怖い、怖い……怒ってるの? 前世の記憶があることを知ってしまったから?
それとも……。
「ニア! ああ、よかった! いま迎えに行くところだったんだけど──大丈夫? 気分悪い?」
一切の躊躇いもなく繋がれた温かな手と、心配そうに顔を覗き込む気配。
それだけで不安な気持ちは薄くなっていくけれど、まだ顔をあげられない。
「……どうして? あの子と話したんでしょう? なのに……」
「そうだよ、あの子ってなつのことだろう?」
《なつ》と聞いて弾かれたように顔を上げたサーフィニアの瞳に映ったのは、感じた通りに、心配そうな顔をして慎重にこちらの様子をうかがっているアズナイル。

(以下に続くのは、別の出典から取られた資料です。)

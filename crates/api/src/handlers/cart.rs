//! Cart mutation and submission handlers.
//!
//! Every mutation revalidates against freshly computed availability and
//! applies atomically under the session-store lock -- either the whole
//! mutation lands or the cart is unchanged. Quota rejections are expected
//! outcomes and travel in the `{ success: false, error: ... }` payload, not
//! as HTTP errors.

use axum::extract::{Path, State};
use axum::http::StatusCode;
use axum::response::{IntoResponse, Response};
use axum::Json;
use serde::{Deserialize, Serialize};
use uuid::Uuid;

use webaction_core::cart::{Cart, CartRejection};
use webaction_core::types::DbId;
use webaction_db::models::campaign::Campaign;
use webaction_db::models::item::CampaignItem;
use webaction_db::models::order::{FinalizeOutcome, NewOrderLine};
use webaction_db::repositories::{CampaignItemRepo, OrderRepo, QuotaLedger};

use crate::error::{AppError, AppResult};
use crate::handlers::shop::{ensure_active, find_campaign};
use crate::response::DataResponse;
use crate::session::ShopSession;
use crate::state::AppState;

// ---------------------------------------------------------------------------
// Request / response shapes
// ---------------------------------------------------------------------------

/// Body of `add` and `update`.
#[derive(Debug, Deserialize)]
pub struct CartLineRequest {
    pub product_code: String,
    pub quantity: i64,
}

/// Body of `remove`.
#[derive(Debug, Deserialize)]
pub struct CartRemoveRequest {
    pub product_code: String,
}

/// One line of the cart as returned to the storefront.
#[derive(Debug, Serialize)]
pub struct CartLineView {
    pub product_code: String,
    pub quantity: i64,
}

/// Cart snapshot returned after every successful mutation.
#[derive(Debug, Serialize)]
pub struct CartView {
    pub lines: Vec<CartLineView>,
    pub total_quantity: i64,
}

impl From<&Cart> for CartView {
    fn from(cart: &Cart) -> Self {
        let lines: Vec<CartLineView> = cart
            .lines()
            .iter()
            .map(|l| CartLineView {
                product_code: l.product_code.clone(),
                quantity: l.quantity,
            })
            .collect();
        let total_quantity = lines.iter().map(|l| l.quantity).sum();
        Self {
            lines,
            total_quantity,
        }
    }
}

/// Structured rejection payload; carries the current ceiling so the caller
/// can clamp and retry.
#[derive(Debug, Serialize)]
pub struct CartErrorView {
    pub code: &'static str,
    pub message: String,
    pub product_code: String,
    pub max_orderable: Option<i64>,
}

/// Envelope of every cart mutation response.
#[derive(Debug, Serialize)]
pub struct CartOpResponse {
    pub success: bool,
    #[serde(skip_serializing_if = "Option::is_none")]
    pub cart: Option<CartView>,
    #[serde(skip_serializing_if = "Option::is_none")]
    pub error: Option<CartErrorView>,
}

fn accepted(cart: &Cart) -> CartOpResponse {
    CartOpResponse {
        success: true,
        cart: Some(CartView::from(cart)),
        error: None,
    }
}

fn rejected(product_code: &str, rejection: CartRejection) -> CartOpResponse {
    CartOpResponse {
        success: false,
        cart: None,
        error: Some(CartErrorView {
            code: rejection.code(),
            message: rejection_message(product_code, rejection),
            product_code: product_code.to_string(),
            max_orderable: rejection.max_orderable(),
        }),
    }
}

fn rejection_message(product_code: &str, rejection: CartRejection) -> String {
    match rejection {
        CartRejection::NotOrderable => format!("{product_code} is not orderable"),
        CartRejection::QuotaExceeded { max_orderable } => {
            format!("Only {max_orderable} unit(s) of {product_code} may still be ordered")
        }
    }
}

// ---------------------------------------------------------------------------
// Helpers
// ---------------------------------------------------------------------------

/// Resolve the campaign and the addressed item for a cart mutation.
///
/// The session must belong to this campaign and the campaign must still be
/// active; an unknown product code is a request error.
async fn cart_context(
    state: &AppState,
    token: Uuid,
    session: &ShopSession,
    product_code: &str,
) -> AppResult<(Campaign, CampaignItem)> {
    if session.campaign_token != token {
        return Err(AppError::SessionExpired);
    }
    let campaign = find_campaign(&state.pool, token).await?;
    ensure_active(&campaign)?;

    let item = CampaignItemRepo::find_by_code(&state.pool, campaign.id, product_code)
        .await?
        .ok_or_else(|| AppError::BadRequest(format!("Unknown product code {product_code}")))?;
    Ok((campaign, item))
}

/// Apply a closure to the session's cart and return the mutation result
/// together with a post-mutation snapshot.
async fn mutate_cart<F>(
    state: &AppState,
    session_token: Uuid,
    f: F,
) -> AppResult<(Result<i64, CartRejection>, Cart)>
where
    F: FnOnce(&mut Cart) -> Result<i64, CartRejection>,
{
    state
        .sessions
        .with_cart(session_token, |cart| {
            let result = f(cart);
            (result, cart.clone())
        })
        .await
        .ok_or(AppError::SessionExpired)
}

// ---------------------------------------------------------------------------
// POST /c/{token}/cart/add
// ---------------------------------------------------------------------------

/// Add units of an item on top of what the cart already holds.
pub async fn add(
    State(state): State<AppState>,
    Path(token): Path<Uuid>,
    session: ShopSession,
    Json(input): Json<CartLineRequest>,
) -> AppResult<impl IntoResponse> {
    if input.quantity < 1 {
        return Err(AppError::BadRequest("quantity must be at least 1".into()));
    }
    let (_campaign, item) = cart_context(&state, token, &session, &input.product_code).await?;
    if !item.is_active {
        return Ok(Json(rejected(&item.product_code, CartRejection::NotOrderable)));
    }

    let availability = QuotaLedger::availability(
        &state.pool,
        &item,
        &session.customer_number,
        &session.country,
    )
    .await?;

    let (result, cart) = mutate_cart(&state, session.token, |cart| {
        cart.add(item.id, &item.product_code, input.quantity, &availability)
    })
    .await?;

    Ok(Json(match result {
        Ok(_) => accepted(&cart),
        Err(rejection) => rejected(&item.product_code, rejection),
    }))
}

// ---------------------------------------------------------------------------
// POST /c/{token}/cart/update
// ---------------------------------------------------------------------------

/// Set an item's quantity outright; zero or negative removes the line.
pub async fn update(
    State(state): State<AppState>,
    Path(token): Path<Uuid>,
    session: ShopSession,
    Json(input): Json<CartLineRequest>,
) -> AppResult<impl IntoResponse> {
    let (_campaign, item) = cart_context(&state, token, &session, &input.product_code).await?;
    if input.quantity > 0 && !item.is_active {
        return Ok(Json(rejected(&item.product_code, CartRejection::NotOrderable)));
    }

    let availability = QuotaLedger::availability(
        &state.pool,
        &item,
        &session.customer_number,
        &session.country,
    )
    .await?;

    let (result, cart) = mutate_cart(&state, session.token, |cart| {
        cart.set_quantity(item.id, &item.product_code, input.quantity, &availability)
    })
    .await?;

    Ok(Json(match result {
        Ok(_) => accepted(&cart),
        Err(rejection) => rejected(&item.product_code, rejection),
    }))
}

// ---------------------------------------------------------------------------
// POST /c/{token}/cart/remove
// ---------------------------------------------------------------------------

/// Remove an item's line. Removing an absent line is not an error.
pub async fn remove(
    State(state): State<AppState>,
    Path(token): Path<Uuid>,
    session: ShopSession,
    Json(input): Json<CartRemoveRequest>,
) -> AppResult<impl IntoResponse> {
    let (_campaign, item) = cart_context(&state, token, &session, &input.product_code).await?;

    let (_, cart) = mutate_cart(&state, session.token, |cart| {
        cart.remove(item.id);
        Ok(0)
    })
    .await?;

    Ok(Json(accepted(&cart)))
}

// ---------------------------------------------------------------------------
// POST /c/{token}/cart/clear
// ---------------------------------------------------------------------------

/// Empty the cart.
pub async fn clear(
    State(state): State<AppState>,
    Path(token): Path<Uuid>,
    session: ShopSession,
) -> AppResult<impl IntoResponse> {
    if session.campaign_token != token {
        return Err(AppError::SessionExpired);
    }

    let (_, cart) = mutate_cart(&state, session.token, |cart| {
        cart.clear();
        Ok(0)
    })
    .await?;

    Ok(Json(accepted(&cart)))
}

// ---------------------------------------------------------------------------
// POST /c/{token}/cart/submit
// ---------------------------------------------------------------------------

/// Response of a successful submission.
#[derive(Debug, Serialize)]
pub struct OrderCreatedView {
    pub order_id: DbId,
}

/// Finalize the cart into a persisted order.
///
/// The binding quota check happens inside the finalization transaction; a
/// rejection there means time ran out on this cart and nothing was
/// persisted. On success the cart is emptied and the ERP artifact is
/// written; an artifact write failure leaves the order `pending_sync` for
/// regeneration.
pub async fn submit(
    State(state): State<AppState>,
    Path(token): Path<Uuid>,
    session: ShopSession,
) -> AppResult<Response> {
    if session.campaign_token != token {
        return Err(AppError::SessionExpired);
    }
    let campaign = find_campaign(&state.pool, token).await?;
    ensure_active(&campaign)?;

    if session.cart.is_empty() {
        return Err(AppError::BadRequest("Cart is empty".into()));
    }

    let lines: Vec<NewOrderLine> = session
        .cart
        .lines()
        .iter()
        .map(|l| NewOrderLine {
            item_id: l.item_id,
            product_code: l.product_code.clone(),
            quantity: l.quantity,
        })
        .collect();

    let outcome = OrderRepo::finalize(
        &state.pool,
        &campaign,
        &session.customer_number,
        &session.country,
        &lines,
    )
    .await?;

    match outcome {
        FinalizeOutcome::Created(order) => {
            state
                .sessions
                .with_cart(session.token, |cart| cart.clear())
                .await;

            let order_lines = OrderRepo::lines_for_order(&state.pool, order.id).await?;
            if let Err(err) = crate::export::write_order_export(
                &state.config.export_dir,
                &campaign,
                &order,
                &order_lines,
            )
            .await
            {
                tracing::error!(order_id = order.id, error = %err, "ERP export write failed");
            }

            Ok((
                StatusCode::CREATED,
                Json(DataResponse {
                    data: OrderCreatedView { order_id: order.id },
                }),
            )
                .into_response())
        }
        FinalizeOutcome::Rejected {
            product_code,
            rejection,
        } => {
            tracing::warn!(
                campaign_id = campaign.id,
                product_code = %product_code,
                code = rejection.code(),
                "Finalization rejected by binding quota check"
            );
            Ok((
                StatusCode::CONFLICT,
                Json(serde_json::json!({
                    "error": rejection_message(&product_code, rejection),
                    "code": rejection.code(),
                    "product_code": product_code,
                    "max_orderable": rejection.max_orderable(),
                })),
            )
                .into_response())
        }
    }
}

その表情を見て、溢れ出そうになる涙を瞬きで散らしたサーフィニアは、アズナイルの首元にしがみついた。
「ごめんなさい、ごめんなさい」
「ニア? どうして謝るの? 謝らなきゃいけないのは俺の方だよ。ここまでなつを連れてくることができなかったんだ。……ごめん」
ふるふると揺れる小さな頭を優しく撫でながら考える。
隠しておきたかった秘密を俺に知られて、ニアは不安に怯えていたのだろうか。
もしかして、俺に嫌われるとでも思った? だから謝ったの?
俺に嫌われたくなかったから『行かないで』って、そう言ったの?
都合の良すぎる考えなのは分かっているけど、そう思ってしまったら、腕の中の温もりがこれまで以上に愛しくて愛しくて……今すぐに想いを伝えたい、今すぐにニアの心を手に入れたいと願ってしまう。
だけど、まだダメだ。ニアとなつが完全に一つのニアになるまで、待たなければ。
「ニア、行こう? なつが待ってる。なつを救えるのはニアだけだし、ニアを救えるのもなつだけだ。俺は……二人が仲良く手を繋ぐ姿が見たいよ?」
首にしがみついたまま、うんうんと頷くニアをギュッと抱きしめると、ニアの心の深層に向かって、二人でゆっくりと沈み始めたのを感じた。